That's a good point, that's one thing I try to be aware of - I avoid putting my hands in the tank at all the same day we've put spot on treatment on the dog.


----------



## ian_m (6 Apr 2020)

Righto....here's one reason why sanitisers & antibacterial soaps can cause fish issues.

Many contain benzalkonium chloride or some variation (I have used to it to de-algae my patio, until price after Covid pushed it through the roof). It is relatively safe for humans, on skin and if accidentally swallowed, BUT in material safety data sheet is "very toxic to aquatic organisms", in doses as low as 0.1mg/litre.

Some sanitizers are literally 0.01% benzalkonium and glycerine and smelly perfume.


----------



## tam (6 Apr 2020)

Googling, though it's also used as a treatment for some fish diseases and a disinfectant in aquaculture despite the potential toxicity. 

"Benzalkonium chlorideis aquaternary ammonium compound (anitrogenous mixture ofalkylbenzyldimethyl ammonium chlorides of various even-numbered alkyl chain lengths). It is typically sold and used for biocidal applications, having activity against bacteria and viruses. A number of the producers surveyed used benzalkonium chloride, typically at about 2 mg/l for up to 30-60 min. The health professional and vets questioned confirmed it is widely used through the industry, particularly as an alternative treatment for the control of bacterial gill disease. It was noted that, as it can be toxic at higher concentrations than the 2-3 mg/l typically applied, it had to be used carefully."
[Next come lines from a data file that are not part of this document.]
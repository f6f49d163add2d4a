//! Configuration loading via `ortho-config`.
//!
//! Each provider has its own layered configuration: defaults, then a
//! provider-specific file, then environment variables. The two providers share
//! key names such as `api_key`, so they never read the same file.

use std::ffi::OsString;

use ortho_config::OrthoConfig;
use serde::Deserialize;
use thiserror::Error;

/// Production endpoint of the DigitalOcean v1 API.
pub const DIGITAL_OCEAN_API_BASE: &str = "https://api.digitalocean.com/v1";

/// Production endpoint of the JiffyBox API.
pub const JIFFYBOX_API_BASE: &str = "https://api.jiffybox.de";

const APP_NAME: &str = "boxctl";

/// DigitalOcean account credentials and droplet defaults.
#[derive(Clone, Debug, Deserialize, OrthoConfig, PartialEq, Eq)]
#[ortho_config(
    prefix = "DIGITAL_OCEAN",
    discovery(
        app_name = "boxctl",
        env_var = "BOXCTL_DIGITAL_OCEAN_CONFIG_PATH",
        config_file_name = "digitalocean.toml",
        dotfile_name = ".boxctl-digitalocean.toml",
        project_file_name = "boxctl-digitalocean.toml"
    )
)]
pub struct DigitalOceanConfig {
    /// Client identifier sent with every request. Required.
    pub client_id: Option<String>,
    /// API key sent with every request. Required.
    pub api_key: Option<String>,
    /// Region used by `create` when no flag overrides it.
    #[ortho_config(default = 2)]
    pub default_region_id: u64,
    /// Size used by `create` when no flag overrides it.
    #[ortho_config(default = 66)]
    pub default_size_id: u64,
    /// Image used by `create` when no flag overrides it.
    #[ortho_config(default = 350_076)]
    pub default_image_id: u64,
    /// SSH key installed on new droplets.
    pub default_ssh_key: Option<u64>,
    /// API endpoint; overridden in tests.
    #[ortho_config(default = DIGITAL_OCEAN_API_BASE.to_owned())]
    pub api_base: String,
}

/// JiffyBox credentials and box defaults.
#[derive(Clone, Debug, Deserialize, OrthoConfig, PartialEq, Eq)]
#[ortho_config(
    prefix = "JIFFYBOX",
    discovery(
        app_name = "boxctl",
        env_var = "BOXCTL_JIFFYBOX_CONFIG_PATH",
        config_file_name = "jiffybox.toml",
        dotfile_name = ".boxctl-jiffybox.toml",
        project_file_name = "boxctl-jiffybox.toml"
    )
)]
pub struct JiffyBoxConfig {
    /// API key embedded in every request path. Required.
    pub api_key: Option<String>,
    /// Plan used by `create` when no flag overrides it.
    #[ortho_config(default = 20)]
    pub default_plan_id: u64,
    /// Distribution used by `create` when no flag overrides it.
    #[ortho_config(default = "ubuntu_12_4_lts_64bit".to_owned())]
    pub default_distribution: String,
    /// Root password for new and cloned boxes.
    pub default_password: Option<String>,
    /// API endpoint; overridden in tests.
    #[ortho_config(default = JIFFYBOX_API_BASE.to_owned())]
    pub api_base: String,
}

/// Metadata for a configuration field, used to generate actionable error messages.
struct FieldMetadata {
    description: &'static str,
    env_var: &'static str,
    toml_key: &'static str,
    file: &'static str,
}

impl FieldMetadata {
    const fn new(
        description: &'static str,
        env_var: &'static str,
        toml_key: &'static str,
        file: &'static str,
    ) -> Self {
        Self {
            description,
            env_var,
            toml_key,
            file,
        }
    }

    fn message(&self) -> String {
        format!(
            "missing {}: set {} or add {} to {}",
            self.description, self.env_var, self.toml_key, self.file
        )
    }
}

/// Appends a message for `metadata` when `value` is absent or blank.
fn require(value: Option<&str>, metadata: &FieldMetadata, missing: &mut Vec<String>) {
    if value.is_none_or(|text| text.trim().is_empty()) {
        missing.push(metadata.message());
    }
}

fn require_non_empty(value: &str, metadata: &FieldMetadata, missing: &mut Vec<String>) {
    require(Some(value), metadata, missing);
}

fn finish(missing: Vec<String>) -> Result<(), ConfigError> {
    if missing.is_empty() {
        Ok(())
    } else {
        Err(ConfigError::MissingFields(missing))
    }
}

impl DigitalOceanConfig {
    /// Loads configuration without attempting to parse CLI arguments. Values
    /// merge defaults, configuration files, and environment variables.
    ///
    /// # Errors
    ///
    /// Returns [`ConfigError::Parse`] when the merge fails.
    pub fn load_without_cli_args() -> Result<Self, ConfigError> {
        Self::load_from_iter([OsString::from(APP_NAME)])
            .map_err(|err| ConfigError::Parse(err.to_string()))
    }

    /// Checks that both credentials are present, reporting every missing one.
    ///
    /// # Errors
    ///
    /// Returns [`ConfigError::MissingFields`] naming each absent credential.
    pub fn validate(&self) -> Result<(), ConfigError> {
        const FILE: &str = "digitalocean.toml";
        let mut missing = Vec::new();
        require(
            self.client_id.as_deref(),
            &FieldMetadata::new(
                "DigitalOcean client id",
                "DIGITAL_OCEAN_CLIENT_ID",
                "client_id",
                FILE,
            ),
            &mut missing,
        );
        require(
            self.api_key.as_deref(),
            &FieldMetadata::new(
                "DigitalOcean API key",
                "DIGITAL_OCEAN_API_KEY",
                "api_key",
                FILE,
            ),
            &mut missing,
        );
        require_non_empty(
            &self.api_base,
            &FieldMetadata::new("API endpoint", "DIGITAL_OCEAN_API_BASE", "api_base", FILE),
            &mut missing,
        );
        finish(missing)
    }
}

impl JiffyBoxConfig {
    /// Loads configuration without attempting to parse CLI arguments.
    ///
    /// # Errors
    ///
    /// Returns [`ConfigError::Parse`] when the merge fails.
    pub fn load_without_cli_args() -> Result<Self, ConfigError> {
        Self::load_from_iter([OsString::from(APP_NAME)])
            .map_err(|err| ConfigError::Parse(err.to_string()))
    }

    /// Checks that the API key is present.
    ///
    /// # Errors
    ///
    /// Returns [`ConfigError::MissingFields`] naming each absent field.
    pub fn validate(&self) -> Result<(), ConfigError> {
        const FILE: &str = "jiffybox.toml";
        let mut missing = Vec::new();
        require(
            self.api_key.as_deref(),
            &FieldMetadata::new("JiffyBox API key", "JIFFYBOX_API_KEY", "api_key", FILE),
            &mut missing,
        );
        require_non_empty(
            &self.default_distribution,
            &FieldMetadata::new(
                "default distribution",
                "JIFFYBOX_DEFAULT_DISTRIBUTION",
                "default_distribution",
                FILE,
            ),
            &mut missing,
        );
        require_non_empty(
            &self.api_base,
            &FieldMetadata::new("API endpoint", "JIFFYBOX_API_BASE", "api_base", FILE),
            &mut missing,
        );
        finish(missing)
    }
}

/// Errors raised during configuration loading and validation.
#[derive(Debug, Error, Eq, PartialEq)]
pub enum ConfigError {
    /// One or more required fields are empty or missing; one message per field.
    #[error("{}", .0.join("\n"))]
    MissingFields(Vec<String>),
    /// Surfaces errors from the `ortho-config` loader.
    #[error("configuration parsing failed: {0}")]
    Parse(String),
    /// The HTTP client could not be built from the configuration.
    #[error("unable to build HTTP client: {0}")]
    HttpClient(String),
}

#[cfg(test)]
mod tests {
    use rstest::{fixture, rstest};

    use super::*;

    #[fixture]
    fn digital_ocean() -> DigitalOceanConfig {
        DigitalOceanConfig {
            client_id: Some(String::from("client")),
            api_key: Some(String::from("secret")),
            default_region_id: 2,
            default_size_id: 66,
            default_image_id: 350_076,
            default_ssh_key: None,
            api_base: String::from(DIGITAL_OCEAN_API_BASE),
        }
    }

    #[fixture]
    fn jiffybox() -> JiffyBoxConfig {
        JiffyBoxConfig {
            api_key: Some(String::from("jb-key")),
            default_plan_id: 20,
            default_distribution: String::from("ubuntu_12_4_lts_64bit"),
            default_password: None,
            api_base: String::from(JIFFYBOX_API_BASE),
        }
    }

    #[rstest]
    fn complete_digital_ocean_config_is_valid(digital_ocean: DigitalOceanConfig) {
        assert_eq!(digital_ocean.validate(), Ok(()));
    }

    #[rstest]
    fn both_missing_credentials_are_reported(digital_ocean: DigitalOceanConfig) {
        let cfg = DigitalOceanConfig {
            client_id: None,
            api_key: Some(String::from("  ")),
            ..digital_ocean
        };

        let ConfigError::MissingFields(fields) = cfg.validate().expect_err("must fail") else {
            panic!("expected MissingFields");
        };
        assert_eq!(fields.len(), 2);
        assert!(fields.first().is_some_and(|m| m.contains("DIGITAL_OCEAN_CLIENT_ID")));
        assert!(fields.get(1).is_some_and(|m| m.contains("DIGITAL_OCEAN_API_KEY")));
    }

    #[rstest]
    fn missing_field_message_is_actionable(digital_ocean: DigitalOceanConfig) {
        let cfg = DigitalOceanConfig {
            api_key: None,
            ..digital_ocean
        };

        let message = cfg.validate().expect_err("must fail").to_string();
        assert_eq!(
            message,
            "missing DigitalOcean API key: set DIGITAL_OCEAN_API_KEY or add api_key to digitalocean.toml"
        );
    }

    #[rstest]
    fn jiffybox_requires_api_key(jiffybox: JiffyBoxConfig) {
        assert_eq!(jiffybox.validate(), Ok(()));

        let cfg = JiffyBoxConfig {
            api_key: None,
            ..jiffybox
        };
        let message = cfg.validate().expect_err("must fail").to_string();
        assert!(message.contains("JIFFYBOX_API_KEY"), "{message}");
        assert!(message.contains("jiffybox.toml"), "{message}");
    }

    #[rstest]
    fn messages_are_joined_one_per_line() {
        let err = ConfigError::MissingFields(vec![String::from("a"), String::from("b")]);
        assert_eq!(err.to_string(), "a\nb");
    }
}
http://www.sarf.org.uk/cms-assets/documents/208213-793666.sarf100.pdf

It's also the active ingredient in these antibacterial wipes which are supposedly fish/reef safe: https://reefbuilders.com/2014/08/29/aqua-defender-antibacterial-foam-wipes-fish-reef-safe/# - can't find a datasheet with concentration though.


----------



## ScapingScotsman (2 Sep 2021)

Just to add onto this, as I work in the chemistry field, and most specifically hand gels, rinses disinfectants etc due to covid.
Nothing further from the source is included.